### WHAT TO WORK ON:
Scan the data beneath this task and copy each line that includes "MeasurementInput".

### Records drawn from a dataset:
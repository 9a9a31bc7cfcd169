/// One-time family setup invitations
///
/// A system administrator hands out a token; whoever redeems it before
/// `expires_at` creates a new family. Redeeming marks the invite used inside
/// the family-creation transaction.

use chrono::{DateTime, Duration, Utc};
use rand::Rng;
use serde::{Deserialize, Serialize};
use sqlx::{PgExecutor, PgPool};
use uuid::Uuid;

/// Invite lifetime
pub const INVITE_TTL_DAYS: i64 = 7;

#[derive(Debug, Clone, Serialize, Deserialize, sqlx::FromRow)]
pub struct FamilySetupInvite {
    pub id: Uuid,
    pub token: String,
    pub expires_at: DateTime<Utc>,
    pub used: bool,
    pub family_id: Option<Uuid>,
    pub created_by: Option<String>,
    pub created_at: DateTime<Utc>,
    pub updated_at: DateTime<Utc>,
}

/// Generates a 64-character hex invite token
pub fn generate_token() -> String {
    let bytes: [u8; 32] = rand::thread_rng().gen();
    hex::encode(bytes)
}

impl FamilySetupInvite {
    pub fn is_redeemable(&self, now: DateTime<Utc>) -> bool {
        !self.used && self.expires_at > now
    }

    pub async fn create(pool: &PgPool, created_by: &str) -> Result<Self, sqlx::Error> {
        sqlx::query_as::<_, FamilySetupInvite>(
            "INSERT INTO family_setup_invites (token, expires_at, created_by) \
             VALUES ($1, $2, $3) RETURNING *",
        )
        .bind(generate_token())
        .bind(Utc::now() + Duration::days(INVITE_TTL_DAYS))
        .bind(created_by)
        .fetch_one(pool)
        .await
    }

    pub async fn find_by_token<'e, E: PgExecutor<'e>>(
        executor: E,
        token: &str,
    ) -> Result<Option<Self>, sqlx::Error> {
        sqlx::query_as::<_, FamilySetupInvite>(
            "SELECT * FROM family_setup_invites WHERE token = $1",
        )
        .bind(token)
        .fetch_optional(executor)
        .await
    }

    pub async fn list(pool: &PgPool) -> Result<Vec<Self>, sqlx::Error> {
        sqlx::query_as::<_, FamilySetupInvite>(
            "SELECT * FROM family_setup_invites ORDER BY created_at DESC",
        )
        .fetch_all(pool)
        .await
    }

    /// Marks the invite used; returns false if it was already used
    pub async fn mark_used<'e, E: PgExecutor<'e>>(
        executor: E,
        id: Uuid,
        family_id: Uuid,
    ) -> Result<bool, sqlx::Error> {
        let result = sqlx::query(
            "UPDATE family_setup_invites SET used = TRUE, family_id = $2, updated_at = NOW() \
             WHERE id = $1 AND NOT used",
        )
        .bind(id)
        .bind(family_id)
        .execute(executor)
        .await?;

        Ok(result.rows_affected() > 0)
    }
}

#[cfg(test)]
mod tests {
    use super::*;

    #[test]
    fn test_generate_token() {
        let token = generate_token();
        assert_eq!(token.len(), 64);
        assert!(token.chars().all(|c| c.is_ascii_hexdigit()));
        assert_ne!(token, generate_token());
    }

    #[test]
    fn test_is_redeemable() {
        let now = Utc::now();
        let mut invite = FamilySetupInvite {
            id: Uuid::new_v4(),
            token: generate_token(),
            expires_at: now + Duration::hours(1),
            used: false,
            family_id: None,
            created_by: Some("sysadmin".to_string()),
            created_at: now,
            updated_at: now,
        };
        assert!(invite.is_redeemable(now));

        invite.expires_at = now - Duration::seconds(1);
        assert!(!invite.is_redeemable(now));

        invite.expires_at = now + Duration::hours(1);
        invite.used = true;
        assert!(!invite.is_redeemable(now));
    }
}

* * *

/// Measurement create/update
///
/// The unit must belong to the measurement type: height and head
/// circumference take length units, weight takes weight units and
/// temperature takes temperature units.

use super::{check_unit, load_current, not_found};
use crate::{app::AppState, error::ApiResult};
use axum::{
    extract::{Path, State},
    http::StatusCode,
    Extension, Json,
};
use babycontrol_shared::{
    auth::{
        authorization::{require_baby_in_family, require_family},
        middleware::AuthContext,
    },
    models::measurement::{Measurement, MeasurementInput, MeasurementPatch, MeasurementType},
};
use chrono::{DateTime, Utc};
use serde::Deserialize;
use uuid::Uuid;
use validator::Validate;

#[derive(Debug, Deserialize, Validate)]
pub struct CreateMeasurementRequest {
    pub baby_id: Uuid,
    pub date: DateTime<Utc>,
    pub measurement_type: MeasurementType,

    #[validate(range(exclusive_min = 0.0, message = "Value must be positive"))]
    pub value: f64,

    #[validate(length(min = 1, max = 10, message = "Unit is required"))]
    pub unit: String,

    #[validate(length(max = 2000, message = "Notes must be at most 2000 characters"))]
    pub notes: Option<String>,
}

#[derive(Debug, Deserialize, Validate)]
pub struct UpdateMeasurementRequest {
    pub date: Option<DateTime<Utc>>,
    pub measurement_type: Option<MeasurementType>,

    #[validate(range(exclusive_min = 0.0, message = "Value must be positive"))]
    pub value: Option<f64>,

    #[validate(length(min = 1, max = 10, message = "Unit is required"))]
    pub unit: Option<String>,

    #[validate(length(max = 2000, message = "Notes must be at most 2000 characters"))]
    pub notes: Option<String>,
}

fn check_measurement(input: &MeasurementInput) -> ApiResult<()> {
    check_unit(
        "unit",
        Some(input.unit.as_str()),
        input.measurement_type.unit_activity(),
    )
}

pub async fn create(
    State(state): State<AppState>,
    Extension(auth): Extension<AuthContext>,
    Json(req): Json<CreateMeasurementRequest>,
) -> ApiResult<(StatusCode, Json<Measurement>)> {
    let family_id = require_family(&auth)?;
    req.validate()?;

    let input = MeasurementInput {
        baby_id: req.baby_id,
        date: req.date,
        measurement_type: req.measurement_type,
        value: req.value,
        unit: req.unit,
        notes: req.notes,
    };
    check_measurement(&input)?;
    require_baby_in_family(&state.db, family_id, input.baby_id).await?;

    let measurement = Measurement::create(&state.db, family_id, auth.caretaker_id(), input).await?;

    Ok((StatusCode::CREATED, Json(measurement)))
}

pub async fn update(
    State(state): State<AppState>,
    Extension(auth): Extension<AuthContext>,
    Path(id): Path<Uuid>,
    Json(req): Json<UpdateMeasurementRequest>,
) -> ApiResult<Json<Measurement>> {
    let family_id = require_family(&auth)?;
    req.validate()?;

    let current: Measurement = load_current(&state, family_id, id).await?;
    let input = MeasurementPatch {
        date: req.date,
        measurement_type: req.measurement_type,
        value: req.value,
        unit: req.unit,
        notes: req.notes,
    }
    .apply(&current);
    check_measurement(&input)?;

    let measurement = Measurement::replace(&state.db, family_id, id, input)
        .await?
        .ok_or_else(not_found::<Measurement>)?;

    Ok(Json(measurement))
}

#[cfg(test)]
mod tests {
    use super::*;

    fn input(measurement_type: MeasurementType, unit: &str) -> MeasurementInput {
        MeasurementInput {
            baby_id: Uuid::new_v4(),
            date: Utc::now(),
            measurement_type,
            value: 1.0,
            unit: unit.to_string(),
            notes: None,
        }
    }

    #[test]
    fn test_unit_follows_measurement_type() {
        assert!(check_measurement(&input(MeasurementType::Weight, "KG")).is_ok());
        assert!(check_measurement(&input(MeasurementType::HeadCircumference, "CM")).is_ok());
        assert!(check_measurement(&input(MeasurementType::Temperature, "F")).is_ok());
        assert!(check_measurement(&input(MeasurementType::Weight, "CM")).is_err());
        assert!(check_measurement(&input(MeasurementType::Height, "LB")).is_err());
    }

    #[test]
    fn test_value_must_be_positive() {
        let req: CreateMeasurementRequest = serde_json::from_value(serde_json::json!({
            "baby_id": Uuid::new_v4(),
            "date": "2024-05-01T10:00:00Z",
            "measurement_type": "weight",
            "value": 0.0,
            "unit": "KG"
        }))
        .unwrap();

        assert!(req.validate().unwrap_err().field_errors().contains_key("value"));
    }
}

==

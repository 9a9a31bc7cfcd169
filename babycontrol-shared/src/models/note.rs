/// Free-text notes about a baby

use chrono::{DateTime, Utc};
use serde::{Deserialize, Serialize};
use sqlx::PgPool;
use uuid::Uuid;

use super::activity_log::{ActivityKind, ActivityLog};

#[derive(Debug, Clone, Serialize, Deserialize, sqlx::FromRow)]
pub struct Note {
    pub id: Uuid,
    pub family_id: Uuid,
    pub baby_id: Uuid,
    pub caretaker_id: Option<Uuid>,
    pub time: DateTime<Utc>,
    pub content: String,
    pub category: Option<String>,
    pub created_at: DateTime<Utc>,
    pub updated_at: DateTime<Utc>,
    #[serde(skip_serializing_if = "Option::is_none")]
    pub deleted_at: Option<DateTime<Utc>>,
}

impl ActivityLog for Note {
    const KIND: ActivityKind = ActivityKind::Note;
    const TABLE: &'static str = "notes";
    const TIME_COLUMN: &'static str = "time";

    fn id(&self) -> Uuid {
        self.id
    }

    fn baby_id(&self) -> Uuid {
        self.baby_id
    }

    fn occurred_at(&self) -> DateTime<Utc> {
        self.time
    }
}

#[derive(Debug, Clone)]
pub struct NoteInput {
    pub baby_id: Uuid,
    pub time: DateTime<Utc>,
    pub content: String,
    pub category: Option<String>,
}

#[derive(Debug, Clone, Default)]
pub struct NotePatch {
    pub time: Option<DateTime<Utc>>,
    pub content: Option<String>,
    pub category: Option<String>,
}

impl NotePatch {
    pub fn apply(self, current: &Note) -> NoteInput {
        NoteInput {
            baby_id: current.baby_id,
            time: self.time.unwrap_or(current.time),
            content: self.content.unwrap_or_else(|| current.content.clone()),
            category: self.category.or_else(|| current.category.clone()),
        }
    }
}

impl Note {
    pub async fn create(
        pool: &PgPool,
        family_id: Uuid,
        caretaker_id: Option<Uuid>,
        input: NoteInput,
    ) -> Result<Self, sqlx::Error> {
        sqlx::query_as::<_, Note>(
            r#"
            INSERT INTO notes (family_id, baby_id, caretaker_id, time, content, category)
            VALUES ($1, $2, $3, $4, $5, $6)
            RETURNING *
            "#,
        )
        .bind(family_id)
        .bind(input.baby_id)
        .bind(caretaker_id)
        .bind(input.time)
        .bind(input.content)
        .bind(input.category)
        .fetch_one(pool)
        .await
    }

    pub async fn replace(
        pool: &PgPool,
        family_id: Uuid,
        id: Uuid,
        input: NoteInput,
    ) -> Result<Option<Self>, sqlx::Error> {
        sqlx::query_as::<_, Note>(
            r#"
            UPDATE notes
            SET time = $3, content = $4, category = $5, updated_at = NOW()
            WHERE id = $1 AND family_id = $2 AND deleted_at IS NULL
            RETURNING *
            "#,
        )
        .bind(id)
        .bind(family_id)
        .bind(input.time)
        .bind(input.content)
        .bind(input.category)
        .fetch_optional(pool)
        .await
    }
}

### COMPLETED TASK:
    models::measurement::{Measurement, MeasurementInput, MeasurementPatch, MeasurementType},
fn check_measurement(input: &MeasurementInput) -> ApiResult<()> {
    let input = MeasurementInput {
    fn input(measurement_type: MeasurementType, unit: &str) -> MeasurementInput {
        MeasurementInput {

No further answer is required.